O Sindicato de Açúcar e do Álcool de Pernambuco (Sindiaçúcar) repudiou ontem, por meio de nota, a forma como a operação Engenho Verde foi realizada pelo Ibama e pelo Ministério do Meio Ambiente. Informou ainda que pretende questionar administrativamente a improcedência e o equívoco das autuações.

Agência Estado |

"Isso é um contra-senso, pois o próprio Ibama concedeu as licenças de queima agrícola que valem até 2009", afirmou o presidente do Sindiaçúcar, Renato Cunha. "A lei não mudou. O que eles querem agora é fazer uma nova versão do que já existe."
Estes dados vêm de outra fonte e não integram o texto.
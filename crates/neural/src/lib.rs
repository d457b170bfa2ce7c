#![deny(unsafe_code)]
//! Neural-network particle background.
//!
//! A fixed set of slow-drifting particles bounces around the page. Each frame
//! every particle is drawn as a small disc, and every pair closer than the
//! link distance is joined by a line whose opacity fades to zero at that
//! distance. Density follows the viewport width at construction time (one
//! particle per 15px, at most 100) and is never rebalanced afterwards.

pub mod particle;
pub mod render;

pub use particle::{advance, Particle};
pub use render::{for_each_link, link_opacity, render, Link, Style};

use portfolio_fx_core::color::Srgb;
use portfolio_fx_core::driver::FrameDriver;
use portfolio_fx_core::error::FxError;
use portfolio_fx_core::params::{param_color, param_f64, param_usize};
use portfolio_fx_core::prng::{RandomSource, Xorshift64};
use portfolio_fx_core::scene::{Scene, Viewport};
use portfolio_fx_core::surface::Surface;
use serde_json::{json, Value};

/// Pixels of viewport width per particle.
const DEFAULT_SPACING: f64 = 15.0;
/// Upper bound on particle count; caps the link pass at 4950 pairs.
const DEFAULT_MAX_PARTICLES: usize = 100;
/// Velocity axis is `(random() - 0.5) * speed`.
const DEFAULT_SPEED: f64 = 0.5;
const DEFAULT_RADIUS_MIN: f64 = 1.0;
const DEFAULT_RADIUS_RANGE: f64 = 2.0;
const DEFAULT_LINK_DISTANCE: f64 = 150.0;
const DEFAULT_LINK_ALPHA: f64 = 0.2;
const DEFAULT_LINE_WIDTH: f64 = 1.0;
const DEFAULT_COLOR: Srgb = Srgb {
    r: 1.0,
    g: 167.0 / 255.0,
    b: 38.0 / 255.0,
};
const DEFAULT_FILL_ALPHA: f64 = 0.5;

/// Tunable constants of the background.
#[derive(Debug, Clone, Copy, PartialEq)]
pub struct NeuralParams {
    pub spacing: f64,
    pub max_particles: usize,
    pub speed: f64,
    pub radius_min: f64,
    pub radius_range: f64,
    pub link_distance: f64,
    pub link_alpha: f64,
    pub line_width: f64,
    pub color: Srgb,
    pub fill_alpha: f64,
}

impl Default for NeuralParams {
    fn default() -> Self {
        Self {
            spacing: DEFAULT_SPACING,
            max_particles: DEFAULT_MAX_PARTICLES,
            speed: DEFAULT_SPEED,
            radius_min: DEFAULT_RADIUS_MIN,
            radius_range: DEFAULT_RADIUS_RANGE,
            link_distance: DEFAULT_LINK_DISTANCE,
            link_alpha: DEFAULT_LINK_ALPHA,
            line_width: DEFAULT_LINE_WIDTH,
            color: DEFAULT_COLOR,
            fill_alpha: DEFAULT_FILL_ALPHA,
        }
    }
}

impl NeuralParams {
    /// Extracts parameters from a JSON object, falling back to defaults.
    ///
    /// Returns `FxError::InvalidColor` if `color` is present but not `#rrggbb`.
    pub fn from_json(params: &Value) -> Result<Self, FxError> {
        Ok(Self {
            spacing: param_f64(params, "spacing", DEFAULT_SPACING),
            max_particles: param_usize(params, "max_particles", DEFAULT_MAX_PARTICLES),
            speed: param_f64(params, "speed", DEFAULT_SPEED),
            radius_min: param_f64(params, "radius_min", DEFAULT_RADIUS_MIN),
            radius_range: param_f64(params, "radius_range", DEFAULT_RADIUS_RANGE),
            link_distance: param_f64(params, "link_distance", DEFAULT_LINK_DISTANCE),
            link_alpha: param_f64(params, "link_alpha", DEFAULT_LINK_ALPHA),
            line_width: param_f64(params, "line_width", DEFAULT_LINE_WIDTH),
            color: param_color(params, "color", DEFAULT_COLOR)?,
            fill_alpha: param_f64(params, "fill_alpha", DEFAULT_FILL_ALPHA),
        })
    }

    /// Paint settings derived from these params.
    pub fn style(&self) -> Style {
        Style {
            fill: self.color.with_alpha(self.fill_alpha),
            link_color: self.color,
            link_distance: self.link_distance,
            link_alpha: self.link_alpha,
            line_width: self.line_width,
        }
    }
}

/// Number of particles for a viewport `width`: `min(floor(width / spacing), max)`.
///
/// Negative, zero, and NaN widths give 0.
pub fn particle_count(width: f64, spacing: f64, max: usize) -> usize {
    let n = (width / spacing).floor();
    if n.is_nan() || n <= 0.0 {
        0
    } else {
        // `as` saturates, so an infinite quotient still lands on `max`.
        (n as usize).min(max)
    }
}

/// The animated background: particles, viewport, and paint settings.
#[derive(Debug, Clone)]
pub struct ParticleField {
    particles: Vec<Particle>,
    viewport: Viewport,
    params: NeuralParams,
    style: Style,
}

impl ParticleField {
    /// Builds a field for a `width` x `height` viewport.
    ///
    /// Particle count is fixed here and never recomputed.
    pub fn new(width: f64, height: f64, params: NeuralParams, rng: &mut dyn RandomSource) -> Self {
        let viewport = Viewport::new(width, height);
        let count = particle_count(width, params.spacing, params.max_particles);
        let particles = (0..count)
            .map(|_| {
                Particle::random(
                    viewport,
                    params.speed,
                    params.radius_min,
                    params.radius_range,
                    rng,
                )
            })
            .collect();
        log::debug!("neural field: {count} particles for {width}x{height}");
        Self {
            particles,
            viewport,
            style: params.style(),
            params,
        }
    }

    /// Builds a field from a JSON params object and a seeded [`Xorshift64`].
    pub fn from_json(
        width: f64,
        height: f64,
        seed: u64,
        json_params: &Value,
    ) -> Result<Self, FxError> {
        let params = NeuralParams::from_json(json_params)?;
        let mut rng = Xorshift64::new(seed);
        Ok(Self::new(width, height, params, &mut rng))
    }

    /// Attaches a field to a host surface, if there is one.
    ///
    /// A missing surface disables the background: no particles are created
    /// and no driver is returned. This is not an error.
    pub fn mount<S: Surface>(
        surface: Option<S>,
        width: f64,
        height: f64,
        params: NeuralParams,
        rng: &mut dyn RandomSource,
    ) -> Option<FrameDriver<ParticleField, S>> {
        let surface = surface?;
        let field = Self::new(width, height, params, rng);
        Some(FrameDriver::new(field, surface))
    }

    pub fn particles(&self) -> &[Particle] {
        &self.particles
    }

    pub fn len(&self) -> usize {
        self.particles.len()
    }

    pub fn is_empty(&self) -> bool {
        self.particles.is_empty()
    }

    pub fn style(&self) -> &Style {
        &self.style
    }

    /// Connections the next render would draw, in draw order.
    pub fn links(&self) -> Vec<Link> {
        let mut links = Vec::new();
        for_each_link(
            &self.particles,
            self.style.link_distance,
            self.style.link_alpha,
            |link| links.push(link),
        );
        links
    }
}

impl Scene for ParticleField {
    fn advance(&mut self) {
        advance(&mut self.particles, self.viewport);
    }

    fn render(&self, surface: &mut dyn Surface) {
        render(&self.particles, self.viewport, &self.style, surface);
    }

    /// Updates the viewport only. Existing particles are neither moved nor
    /// rescaled and the count stays as built, so particles outside a shrunk
    /// viewport drift back in through their own bounces.
    fn resize(&mut self, width: f64, height: f64) {
        self.viewport = Viewport::new(width, height);
    }

    fn viewport(&self) -> Viewport {
        self.viewport
    }

    fn params(&self) -> Value {
        let p = &self.params;
        json!({
            "spacing": p.spacing,
            "max_particles": p.max_particles,
            "speed": p.speed,
            "radius_min": p.radius_min,
            "radius_range": p.radius_range,
            "link_distance": p.link_distance,
            "link_alpha": p.link_alpha,
            "line_width": p.line_width,
            "color": p.color.to_hex(),
            "fill_alpha": p.fill_alpha,
        })
    }

    fn param_schema(&self) -> Value {
        json!({
            "spacing": {
                "type": "number",
                "default": DEFAULT_SPACING,
                "min": 1.0,
                "max": 200.0,
                "description": "Viewport pixels per particle (count = floor(width / spacing))"
            },
            "max_particles": {
                "type": "integer",
                "default": DEFAULT_MAX_PARTICLES,
                "min": 0,
                "max": 500,
                "description": "Upper bound on particle count"
            },
            "speed": {
                "type": "number",
                "default": DEFAULT_SPEED,
                "min": 0.0,
                "max": 10.0,
                "description": "Velocity spread per axis: (random - 0.5) * speed"
            },
            "radius_min": {
                "type": "number",
                "default": DEFAULT_RADIUS_MIN,
                "min": 0.0,
                "max": 20.0,
                "description": "Smallest particle radius in pixels"
            },
            "radius_range": {
                "type": "number",
                "default": DEFAULT_RADIUS_RANGE,
                "min": 0.0,
                "max": 20.0,
                "description": "Radius spread above radius_min"
            },
            "link_distance": {
                "type": "number",
                "default": DEFAULT_LINK_DISTANCE,
                "min": 0.0,
                "max": 1000.0,
                "description": "Pairs closer than this are connected"
            },
            "link_alpha": {
                "type": "number",
                "default": DEFAULT_LINK_ALPHA,
                "min": 0.0,
                "max": 1.0,
                "description": "Link opacity for coincident particles, fading to 0 at link_distance"
            },
            "line_width": {
                "type": "number",
                "default": DEFAULT_LINE_WIDTH,
                "min": 0.0,
                "max": 10.0,
                "description": "Link stroke width in pixels"
            },
            "color": {
                "type": "string",
                "default": DEFAULT_COLOR.to_hex(),
                "description": "Hue of particles and links as #rrggbb"
            },
            "fill_alpha": {
                "type": "number",
                "default": DEFAULT_FILL_ALPHA,
                "min": 0.0,
                "max": 1.0,
                "description": "Particle fill opacity"
            }
        })
    }
}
Segundo o sindicato, as usinas de cana-de-açúcar de Pernambuco funcionam com licença da Agência Estadual de Meio Ambiente e Recursos Hídricos e têm um termo de compromisso agroindustrial (TCA) em vigor desde o ano passado, firmado com o órgão. O termo prevê o plantio, por três anos, de 132 mil mudas de espécies nativas da mata atlântica por ano nas margens dos rios que cortam suas terras.

Em 2009, devem ser firmadas novas metas, visando a recuperação das reservas florestais, que devem abranger 20% da área de cada usina.

O setor sucroalcooleiro em Pernambuco emprega cerca de 100 mil pessoas durante o período de safra. A produção anual de cana-de-açúcar é da ordem de 19,5 milhões de toneladas e a de álcool de 475 milhões de litros. Já a produção de açúcar é de 1,6 milhão de toneladas, o que representa 30% das exportações do Estado.